Paulo Guedes também nunca saiu do País Real, esse mundo onde
a realidade é senhora e ninguém dá murro em ponta de faca. Mas na arena da luta
pelo poder aquilo que parece pesa muito mais que aquilo que é. Logo,
submeter-se a longas seções de teatro sem ser ator não é o melhor meio de
passar a reforma. Convencer o povo, que tira e põe políticos no poder, da
indispensabilidade e da boa fé dos componentes essenciais da sua proposta é que
é o caminho para extrair indiretamente dos deputados o voto que o Brasil
precisa.
Uma imprensa que se negasse a disparar tiros alheios pelo
“acesso” a dossiês nunca 100% desaloprados montados pelas facções em luta pelo
poder; uma imprensa que resistisse a tomar 200 milhões de brasileiros por
otários voluntários recusando o mito da “impopularidade” do fim da
privilegiatura que todas as pesquisas mostram que não vai além das salas onde
deveriam trabalhar mas estão dispensados de fazê-lo os “estáveis no emprego”
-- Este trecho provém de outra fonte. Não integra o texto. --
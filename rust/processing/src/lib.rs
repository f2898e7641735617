// This Source Code Form is subject to the terms of the Mozilla Public
// License, v. 2.0. If a copy of the MPL was not distributed with this
// file, You can obtain one at https://mozilla.org/MPL/2.0/.

//! # STB-IFC Processing
//!
//! Batch pipeline on top of the geometry engine: reads element definitions
//! from JSON, converts them through an authoring backend and reports what
//! was produced, skipped and degraded.
//!
//! ```rust,ignore
//! use stbifc_geometry::{DefaultIdentityProvider, RecordingBackend};
//! use stbifc_processing::{load_definitions, ConversionConfig, StructuralConverter};
//!
//! let definitions = load_definitions(&json)?;
//! let converter = StructuralConverter::new(ConversionConfig::from_env());
//! let mut backend = RecordingBackend::new();
//! let report = converter.convert(&definitions, &mut backend, &DefaultIdentityProvider);
//! println!("{}", report.to_json()?);
//! ```

pub mod config;
pub mod converter;
pub mod error;
pub mod report;

pub use config::ConversionConfig;
pub use converter::StructuralConverter;
pub use error::{Error, Result};
pub use report::{ClassCounts, ConversionReport, ElementFailure, ProducedElement};

use stbifc_core::ElementDefinition;

/// Parse a JSON array of element definitions.
pub fn load_definitions(json: &str) -> Result<Vec<ElementDefinition>> {
    let definitions: Vec<ElementDefinition> = serde_json::from_str(json)?;
    tracing::debug!(count = definitions.len(), "Loaded element definitions");
    Ok(definitions)
}
// This Source Code Form is subject to the terms of the Mozilla Public
// License, v. 2.0. If a copy of the MPL was not distributed with this
// file, You can obtain one at https://mozilla.org/MPL/2.0/.

//! IFC compressed GUIDs
//!
//! IFC stores a 128-bit UUID as 22 characters from a 64-symbol alphabet:
//! the first byte takes two characters, the remaining fifteen bytes are
//! packed three at a time into four characters each.

use crate::error::{Error, Result};
use std::fmt;
use uuid::Uuid;

const ALPHABET: &[u8; 64] = b"0123456789ABCDEFGHIJKLMNOPQRSTUVWXYZabcdefghijklmnopqrstuvwxyz_$";

/// Length of a compressed GUID
pub const IFC_GUID_LEN: usize = 22;

/// A 22-character IFC GlobalId
#[derive(Debug, Clone, PartialEq, Eq, Hash, PartialOrd, Ord)]
#[cfg_attr(
    feature = "serde",
    derive(serde::Serialize, serde::Deserialize),
    serde(transparent)
)]
pub struct IfcGuid(String);

impl IfcGuid {
    /// Fresh random GUID
    pub fn new_random() -> Self {
        Self::from_uuid(&Uuid::new_v4())
    }

    /// Deterministic GUID derived from a seed string (UUIDv5, URL namespace)
    pub fn derived(seed: &str) -> Self {
        Self::from_uuid(&Uuid::new_v5(&Uuid::NAMESPACE_URL, seed.as_bytes()))
    }

    pub fn from_uuid(uuid: &Uuid) -> Self {
        Self(compress(uuid.as_bytes()))
    }

    /// Accept an externally supplied identifier.
    ///
    /// Either 32 hex digits (dashes allowed) or an already compressed
    /// 22-character GlobalId.
    pub fn parse(external: &str) -> Result<Self> {
        let trimmed = external.trim();
        let hex: String = trimmed.chars().filter(|c| *c != '-').collect();

        if hex.len() == 32 && hex.chars().all(|c| c.is_ascii_hexdigit()) {
            let uuid = Uuid::parse_str(&hex)
                .map_err(|e| Error::InvalidGuid(external.to_string(), e.to_string()))?;
            return Ok(Self::from_uuid(&uuid));
        }

        if trimmed.len() == IFC_GUID_LEN {
            expand(trimmed)
                .map_err(|reason| Error::InvalidGuid(external.to_string(), reason))?;
            return Ok(Self(trimmed.to_string()));
        }

        Err(Error::InvalidGuid(
            external.to_string(),
            "expected 32 hex digits or a 22-character IFC GUID".to_string(),
        ))
    }

    /// Decode back to the underlying UUID
    pub fn to_uuid(&self) -> Result<Uuid> {
        let bytes = expand(&self.0).map_err(|reason| Error::InvalidGuid(self.0.clone(), reason))?;
        Ok(Uuid::from_bytes(bytes))
    }

    #[inline]
    pub fn as_str(&self) -> &str {
        &self.0
    }
}

impl fmt::Display for IfcGuid {
    fn fmt(&self, f: &mut fmt::Formatter<'_>) -> fmt::Result {
        f.write_str(&self.0)
    }
}

fn push_base64(out: &mut String, value: u32, digits: u32) {
    for i in (0..digits).rev() {
        let index = (value / 64u32.pow(i)) % 64;
        out.push(ALPHABET[index as usize] as char);
    }
}

fn compress(bytes: &[u8; 16]) -> String {
    let mut out = String::with_capacity(IFC_GUID_LEN);
    push_base64(&mut out, bytes[0] as u32, 2);
    for chunk in bytes[1..].chunks_exact(3) {
        let value = ((chunk[0] as u32) << 16) | ((chunk[1] as u32) << 8) | chunk[2] as u32;
        push_base64(&mut out, value, 4);
    }
    out
}

fn decode_char(c: u8) -> std::result::Result<u32, String> {
    ALPHABET
        .iter()
        .position(|a| *a == c)
        .map(|p| p as u32)
        .ok_or_else(|| format!("invalid character '{}'", c as char))
}

fn expand(guid: &str) -> std::result::Result<[u8; 16], String> {
    let chars = guid.as_bytes();
    if chars.len() != IFC_GUID_LEN {
        return Err(format!("expected {} characters", IFC_GUID_LEN));
    }

    let mut bytes = [0u8; 16];
    let head = decode_char(chars[0])? * 64 + decode_char(chars[1])?;
    if head > 255 {
        return Err("leading character out of range".to_string());
    }
    bytes[0] = head as u8;

    for (group, quad) in chars[2..].chunks_exact(4).enumerate() {
        let mut value = 0u32;
        for c in quad {
            value = value * 64 + decode_char(*c)?;
        }
        let offset = 1 + group * 3;
        bytes[offset] = (value >> 16) as u8;
        bytes[offset + 1] = (value >> 8) as u8;
        bytes[offset + 2] = value as u8;
    }

    Ok(bytes)
}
para todo o sempre; uma imprensa que tudo referisse, enfim, à meta sacrossanta
do privilégio zero, poderia fazer essa ponte. É pela falta dela que o povo
tornou-se uma ficção distante para Brasilia assim como Brasilia tornou-se uma
ficção distante para o povo. Não há nenhuma comunicação entre eles porque a
intocabilidade de todos quantos conseguem por um pé dentro do estado, um dia,
nunca é posta em xeque. Excluído o único remédio que cura, tudo que resta para
a análise dos eruditos do nada nas TVs são os protocolos da Corte. O que diz a
regra (que nos mata)? De quem é a competência (de nos ferrar desta vez)? Os
parênteses não sobem nunca às manchetes. Só o que não interessa interessa.
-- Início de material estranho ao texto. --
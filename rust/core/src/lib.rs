// This Source Code Form is subject to the terms of the Mozilla Public
// License, v. 2.0. If a copy of the MPL was not distributed with this
// file, You can obtain one at https://mozilla.org/MPL/2.0/.

//! # STB-IFC Core
//!
//! Data model shared by the structural conversion pipeline.
//!
//! ## Overview
//!
//! - **Sections**: shape tag plus named dimensions, compared structurally
//! - **Element definitions**: beams, columns, braces, walls, slabs, piles and
//!   footings as handed over by the source-format parser
//! - **Identity**: IFC compressed GUIDs and deterministic derived ids
//! - **Naming**: standard profile names compatible with earlier output
//!
//! ## Quick Start
//!
//! ```rust,ignore
//! use stbifc_core::{ElementDefinition, ElementIdentity, LinearMember, MemberSections, Point3D, SectionDescriptor};
//!
//! let beam = LinearMember::new(
//!     ElementIdentity::new("G1"),
//!     Point3D::new(0.0, 0.0, 0.0),
//!     Point3D::new(6000.0, 0.0, 0.0),
//!     MemberSections::uniform(SectionDescriptor::h_shape(400.0, 200.0, 8.0, 12.0)),
//! );
//! let definition = ElementDefinition::Beam(beam);
//! ```
//!
//! ## Feature Flags
//!
//! - `serde`: Enable serialization support for element definitions

pub mod element;
pub mod error;
pub mod guid;
pub mod naming;
pub mod section;

pub use element::{
    ColumnMember, ElementClass, ElementDefinition, ElementIdentity, FootingMember, HaunchSections,
    HaunchZone, LinearMember, MemberSections, OpeningDefinition, PileMember, PlanarMember, Point3D,
    Polygon, WallExtent,
};
pub use error::{Error, Result};
pub use guid::IfcGuid;
pub use naming::NamingMode;
pub use section::{keys, SectionDescriptor, SectionKey, SectionType};
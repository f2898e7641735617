// This Source Code Form is subject to the terms of the Mozilla Public
// License, v. 2.0. If a copy of the MPL was not distributed with this
// file, You can obtain one at https://mozilla.org/MPL/2.0/.

//! Wall openings
//!
//! Openings are positioned from the wall's lower-left corner but placed
//! relative to the wall placement, which sits at the wall center. The void
//! solid is a rectangle pushed through the full thickness with a small
//! clearance on both faces so the subtraction never leaves a skin.

use crate::backend::SolidPosition;
use crate::config::GeometryConfig;
use crate::error::{Error, Result};
use crate::profile::{Profile2D, ProfileDescriptor};
use nalgebra::{Point2, Point3};
use stbifc_core::{ElementClass, OpeningDefinition, WallExtent};

/// Name of the opening element for `id`
pub fn opening_name(id: &str) -> String {
    format!("Opening_{}", id)
}

/// Name of the host/opening voiding relationship for `id`
pub fn voiding_name(id: &str) -> String {
    format!("WallVoiding_{}", id)
}

/// Void geometry of one opening, in its host wall's local coordinates
#[derive(Debug, Clone, PartialEq)]
pub struct OpeningGeometry {
    pub id: String,
    pub name: String,
    pub relation_name: String,
    /// Opening center relative to the wall placement
    pub center: Point3<f64>,
    pub width: f64,
    pub height: f64,
    /// Void solid position relative to the opening placement
    pub position: SolidPosition,
    pub depth: f64,
    pub profile: ProfileDescriptor,
}

/// Builds through-penetrating voids for wall openings
#[derive(Debug, Clone)]
pub struct OpeningGeometryBuilder {
    tolerance: f64,
    clearance: f64,
    default_size: (f64, f64),
    default_extent: (f64, f64),
}

impl Default for OpeningGeometryBuilder {
    fn default() -> Self {
        Self::new(&GeometryConfig::default())
    }
}

impl OpeningGeometryBuilder {
    pub fn new(config: &GeometryConfig) -> Self {
        Self {
            tolerance: config.tolerance,
            clearance: config.opening_clearance,
            default_size: config.default_opening_size,
            default_extent: config.default_wall_extent,
        }
    }

    /// Wall length and height used to center openings.
    ///
    /// An explicit extent wins; otherwise the bounding box of the wall's
    /// local outline, and the configured default when that is degenerate.
    pub fn wall_extent(&self, explicit: Option<WallExtent>, local_outline: &[Point2<f64>]) -> WallExtent {
        if let Some(extent) = explicit.filter(|e| e.length > self.tolerance && e.height > self.tolerance) {
            return extent;
        }
        let bounds = Profile2D::new(local_outline.to_vec()).bounds();
        match bounds {
            Some((min, max)) if max.x - min.x > self.tolerance && max.y - min.y > self.tolerance => WallExtent {
                length: max.x - min.x,
                height: max.y - min.y,
            },
            _ => {
                tracing::warn!(
                    length = self.default_extent.0,
                    height = self.default_extent.1,
                    "wall extent unavailable, using default"
                );
                WallExtent {
                    length: self.default_extent.0,
                    height: self.default_extent.1,
                }
            }
        }
    }

    pub fn build(
        &self,
        opening: &OpeningDefinition,
        extent: &WallExtent,
        wall_thickness: f64,
    ) -> Result<OpeningGeometry> {
        let width = opening.width.unwrap_or(self.default_size.0);
        let height = opening.height.unwrap_or(self.default_size.1);
        for (parameter, value) in [("opening_width", width), ("opening_height", height)] {
            if !value.is_finite() || value <= 0.0 {
                return Err(Error::parameter(
                    ElementClass::Wall,
                    parameter,
                    format!("opening {} must be positive, got {}", opening.id, value),
                ));
            }
        }
        if !wall_thickness.is_finite() || wall_thickness <= 0.0 {
            return Err(Error::parameter(
                ElementClass::Wall,
                "thickness",
                format!("must be positive, got {}", wall_thickness),
            ));
        }

        // Lower-left corner offsets to center-relative coordinates
        let center = Point3::new(
            opening.offset_x - extent.length / 2.0 + width / 2.0,
            opening.offset_y - extent.height / 2.0 + height / 2.0,
            0.0,
        );
        let position = SolidPosition::at(Point3::new(0.0, 0.0, -wall_thickness / 2.0 - self.clearance));
        let depth = wall_thickness + 2.0 * self.clearance;
        let name = opening_name(&opening.id);

        Ok(OpeningGeometry {
            id: opening.id.clone(),
            relation_name: voiding_name(&opening.id),
            center,
            width,
            height,
            position,
            depth,
            profile: ProfileDescriptor::rectangle(name.clone(), width, height),
            name,
        })
    }
}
Levantar a censura sobre como funciona o mundo que funciona
pouparia o país de ter de reinventar a roda. Mas se apenas a imprensa passasse
a atribuir o comportamento da Corte às suas causas evidentes já começaríamos
automaticamente a nos dirigir para a saída, que consiste apenas e tão somente em
condicionar todos os dias, dia após dia, a permanência no emprego de políticos
e funcionários públicos à obrigação de agradar os “clientes” que lhes pagam os
salários como acontece aqui fora.
Democracia, no más…
Plebeus do Brasil inteiro, uni-vos! Este país está aquém do
século 19 das revoluções democráticas. A parada aqui ainda é “nobreza, unida,
jamais será vencida”. Pelo povão ninguém “é” senão o ministro que os deputados
hereditários da bancada dos gigolôs de miséria querem carimbar como “rentista”
ou “agente dos bancos”, a apelação que resta no seu arsenal esvaziado de
argumentos. Paulo Guedes terá de recorrer a uma campanha profissional de
esclarecimento do povo se quiser conseguir dar o seu recado inteiro. Nenhum
dinheiro público poderia ser mais bem gasto.